Hutchinson, 528pp, £25

Around the turn of the fifth century, Roman rule in Britain collapsed. Into this power vacuum came the Anglo-Saxons. They were not a single invading entity, but rather a group that emerged through the conquering of and assimilation with Britons by northern Europeans and southern Scandinavians. Considering that by the time of the Norman Conquest in 1066, England was a united nation ruled by a single king, it is tempting to view the intervening centuries as ones of steady progress. But they were marked by brutal war, struggles over succession and near-continuous Viking raids.

The historian Marc Morris masterfully picks out key themes and characters, from King Offa to Alfred the Great, to produce a coherent and compelling narrative of this turbulent time. It is also a story about England and Englishness: the shires drawn up by the Anglo-Saxons remain almost unchanged today, and it was in this period that the first king of England was crowned and the idea of an English race entered common usage. Given the scale of his subject and, in places, the paucity of evidence, Morris emphasises early that “a definitive history of this period is impossible”, but this colossal book comes close.

By Pippa Bailey

[See also: Chris Power’s A Lonely Man is a gripping novel that balances political intrigue with personal danger]
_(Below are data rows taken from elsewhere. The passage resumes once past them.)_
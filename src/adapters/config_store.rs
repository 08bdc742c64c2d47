//! In-memory configuration store.
//!
//! Mirrors a flash key/value record: the config is kept as one `postcard`
//! blob, so a store handed to the controller behaves like persisted
//! settings (including corruption on a bad blob) without touching disk.

use std::cell::RefCell;

use log::info;

use crate::app::ports::ConfigPort;
use crate::config::ControllerConfig;
use crate::error::ConfigError;

#[derive(Debug, Default)]
pub struct BlobConfigStore {
    blob: RefCell<Option<Vec<u8>>>,
}

impl BlobConfigStore {
    pub fn new() -> Self {
        Self::default()
    }

    /// Seed the store with a raw record.
    pub fn with_blob(bytes: Vec<u8>) -> Self {
        Self {
            blob: RefCell::new(Some(bytes)),
        }
    }

    pub fn is_empty(&self) -> bool {
        self.blob.borrow().is_none()
    }

    pub fn erase(&self) {
        self.blob.borrow_mut().take();
    }
}

impl ConfigPort for BlobConfigStore {
    fn load(&self) -> Result<ControllerConfig, ConfigError> {
        match self.blob.borrow().as_deref() {
            Some(bytes) => {
                let config: ControllerConfig =
                    postcard::from_bytes(bytes).map_err(|_| ConfigError::Corrupted)?;
                info!("BlobConfigStore: loaded config");
                Ok(config)
            }
            None => {
                info!("BlobConfigStore: no stored config, using defaults");
                Ok(ControllerConfig::default())
            }
        }
    }

    fn save(&self, config: &ControllerConfig) -> Result<(), ConfigError> {
        config.validate()?;
        let bytes = postcard::to_allocvec(config).map_err(|_| ConfigError::IoError)?;
        *self.blob.borrow_mut() = Some(bytes);
        info!("BlobConfigStore: config saved");
        Ok(())
    }
}
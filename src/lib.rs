//! Transformer controller core.
//!
//! Knob decoding, mode supervision, supply fault detection and display
//! hand-off for a bidirectional transformer power stage. Hardware sits
//! behind the port traits in [`app::ports`]; [`adapters`] provides the host
//! implementations used by the simulator and the tests.

#![deny(unused_must_use)]

pub mod adapters;
pub mod app;
pub mod config;
pub mod drivers;
pub mod error;
pub mod fsm;
pub mod knob;
pub mod render;
pub mod safety;
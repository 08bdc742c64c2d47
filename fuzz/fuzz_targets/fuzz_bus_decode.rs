//! Fuzz target: `BusCommand::decode`
//!
//! The first four bytes pick the identifier (folded onto the three known
//! ids half the time), the rest is the payload. Decoding must never panic
//! and a decoded power must come from the first payload byte.
//!
//! cargo fuzz run fuzz_bus_decode

#![no_main]

use libfuzzer_sys::fuzz_target;
use trafoctl::app::commands::{BusCommand, BusFrame, MAX_PAYLOAD};
use trafoctl::config::BusConfig;

fuzz_target!(|data: &[u8]| {
    let Some((head, payload)) = data.split_first_chunk::<4>() else {
        return;
    };
    let raw_id = u32::from_le_bytes(*head);
    let id = if raw_id & 1 == 0 { 0x1000 + (raw_id >> 1) % 3 } else { raw_id >> 1 };

    let frame = BusFrame::new(id, payload);
    assert!(frame.data.len() <= MAX_PAYLOAD);

    if let Some(BusCommand::SetPower(p)) = BusCommand::decode(&frame, &BusConfig::default()) {
        assert!(frame.data.len() >= 2);
        assert_eq!(p.unsigned_abs(), u32::from(frame.data[0]));
    }
});
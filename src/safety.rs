//! Supply fault monitor.
//!
//! Runs **every tick after the FSM** and watches the DC/DC rail. A short
//! on the transformer output pulls the rail down; a momentary dip must not
//! trip the latch, so the condition has to hold for a full dwell window.
//!
//! ## Fault lifecycle
//!
//! 1. First low sample while the supply is enabled starts the timer.
//! 2. Any healthy sample, or the supply being disabled, stops it.
//!    There is no accumulation across interruptions.
//! 3. A low sample with the timer running for at least `dwell_ms`
//!    confirms the fault.
//! 4. The controller forces the FSM into `Fault`, whose entry disables
//!    the supply, which in turn stops the timer on the next sample.

use log::{debug, warn};

use crate::config::FaultConfig;
use crate::error::SafetyFault;

/// A validity-flagged elapsed-time interval in wrapping milliseconds.
#[derive(Debug, Clone, Copy, Default, PartialEq, Eq)]
pub struct FaultTimer {
    started_ms: Option<u32>,
}

impl FaultTimer {
    pub const fn new() -> Self {
        Self { started_ms: None }
    }

    pub fn start(&mut self, now_ms: u32) {
        self.started_ms = Some(now_ms);
    }

    pub fn invalidate(&mut self) {
        self.started_ms = None;
    }

    pub fn is_running(&self) -> bool {
        self.started_ms.is_some()
    }

    /// `true` if running and at least `dwell_ms` have passed since start.
    pub fn has_expired(&self, now_ms: u32, dwell_ms: u32) -> bool {
        self.started_ms
            .is_some_and(|start| now_ms.wrapping_sub(start) >= dwell_ms)
    }
}

/// Debounced under-voltage detector.
pub struct FaultMonitor {
    threshold_mv: u32,
    dwell_ms: u32,
    timer: FaultTimer,
}

impl FaultMonitor {
    pub fn new(config: &FaultConfig) -> Self {
        Self {
            threshold_mv: config.threshold_mv,
            dwell_ms: config.dwell_ms,
            timer: FaultTimer::new(),
        }
    }

    /// Feed one sample. Returns the confirmed fault, if any.
    ///
    /// `supply_enabled` is the "currently providing power" context: a low
    /// rail with the converter switched off is expected, not a fault.
    pub fn evaluate(&mut self, supply_mv: u32, supply_enabled: bool, now_ms: u32) -> Option<SafetyFault> {
        if supply_mv >= self.threshold_mv || !supply_enabled {
            if self.timer.is_running() {
                debug!("fault monitor: rail recovered ({} mV), timer reset", supply_mv);
            }
            self.timer.invalidate();
            return None;
        }

        if !self.timer.is_running() {
            debug!("fault monitor: rail low ({} mV), timing", supply_mv);
            self.timer.start(now_ms);
            return None;
        }

        if self.timer.has_expired(now_ms, self.dwell_ms) {
            warn!(
                "fault monitor: rail below {} mV for {} ms",
                self.threshold_mv, self.dwell_ms
            );
            return Some(SafetyFault::SupplyUndervoltage { supply_mv });
        }

        None
    }

    /// Whether a low rail is currently being timed.
    pub fn is_timing(&self) -> bool {
        self.timer.is_running()
    }
}
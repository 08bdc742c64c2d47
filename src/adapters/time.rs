//! Monotonic millisecond clock for host builds.
//!
//! The control core works in wrapping `u32` milliseconds; this adapter
//! derives them from `std::time::Instant`.

use std::time::Instant;

pub struct MonotonicClock {
    start: Instant,
}

impl Default for MonotonicClock {
    fn default() -> Self {
        Self::new()
    }
}

impl MonotonicClock {
    pub fn new() -> Self {
        Self {
            start: Instant::now(),
        }
    }

    /// Milliseconds since construction, wrapping after ~49.7 days.
    pub fn now_ms(&self) -> u32 {
        self.start.elapsed().as_millis() as u32
    }

    /// Microseconds since construction.
    pub fn uptime_us(&self) -> u64 {
        self.start.elapsed().as_micros() as u64
    }
}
In the Company of Men by Véronique Tadjo, translated by the author and John Cullen

Small Axes, 235pp, £9.99

It seems crass to compare the horrors of one virus outbreak with those of another, but Véronique Tadjo’s chronicle of the 2014-16 West African Ebola epidemic is painfully resonant today. In the Company of Men was first published in French in 2017, and so the timing of its translation into English feels uncanny. Here are familiar snapshots of desperate patients and overwhelmed hospitals, of health workers in plastic suits and triage tents; even the virus itself is recognisable, passed from bats to humans following years of habitat destruction. But then there are the unfamiliar, unimaginable scenes: victims bleed from every orifice; young children die before their parents.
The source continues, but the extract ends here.